La Constitution de 1793 est pour lui la « Constitution
du faubourg Saint-Antoine ». Il prend la plume au nom de la commission des
onze pour rédiger le nouveau texte constitutionnel.
Il rejette l’idée que le pouvoir exécutif, qui sera composé
de cinq membres, puisse être élu par le peuple :
« Le peuple pourrait désigner un Bourbon ! »
s’exclame-t-il.
Les cinq membres qui composeront ce Directoire de la
République seront désignés par deux Conseils, l’un, celui des Cinq-Cents (l’ Imagination), aura le droit de proposer la loi, l’autre, celui des Anciens
(la Raison), deux cent cinquante membres, de la voter.
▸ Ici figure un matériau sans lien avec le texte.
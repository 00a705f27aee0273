//! Copy-number calls and the grouping/clustering machinery that merges them.

pub mod call;
pub mod cluster;
pub mod interval;
pub mod island;
pub mod similarity;

pub use call::{CnvCall, CopyType};
pub use interval::GenomicInterval;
Et ce sont les Anciens qui, dans une liste de cinquante noms
proposés par les Cinq-Cents, choisiront les Cinq Directeurs. Ceux-ci – renouvelables
tous les ans par cinquième -seront vêtus d’un costume chamarré, « protestation,
dit Boissy d’Anglas, contre le sans-culottisme ».
Pour voter, au scrutin secret, le citoyen doit avoir vingt
et un ans accomplis et payer une « contribution directe, foncière ou
personnelle » : le suffrage n’est donc plus universel, mais « censitaire ».
Les soldats qui ont lutté pour l’établissement de la République sont dispensés
de cette condition. Mais, « les domestiques à gages attachés au service de
la personne ou du ménage, comme les fous, les faillis, les accusés, ne peuvent
être électeurs ».
Les onze membres de la commission sont inquiets. Ils veulent
que « leur enfant », la Constitution, « l’enfant aux onze pères »,
lit-on dans les journaux, protège le pays d’un « pouvoir exécutif fort »
comme ils l’ont connu sous la monarchie, mais aussi sous la Convention.
Ils se défient donc du pouvoir d’un seul, qu’il s’agisse d’un
homme ou d’une Assemblée, comme l’a été la Convention durant la Terreur.
Et ils mesurent aussi la haine du peuple pour les « ventres
pourris », les « ventres dorés », car la misère et la disette
sont toujours là, à serrer la gorge des plus humbles.
La « soudure » avec la récolte de 1795 – abondante
– tarde à se faire.
Une mouche de police signale dans un rapport de fructidor an
III (août 1795) que « les estomacs vides battent la générale et sonnent le
tocsin de la Constitution ».
On veut chasser les conventionnels, à quelque clan qu’ils
appartiennent.
« On ne réélira pas ces coquins », dit-on.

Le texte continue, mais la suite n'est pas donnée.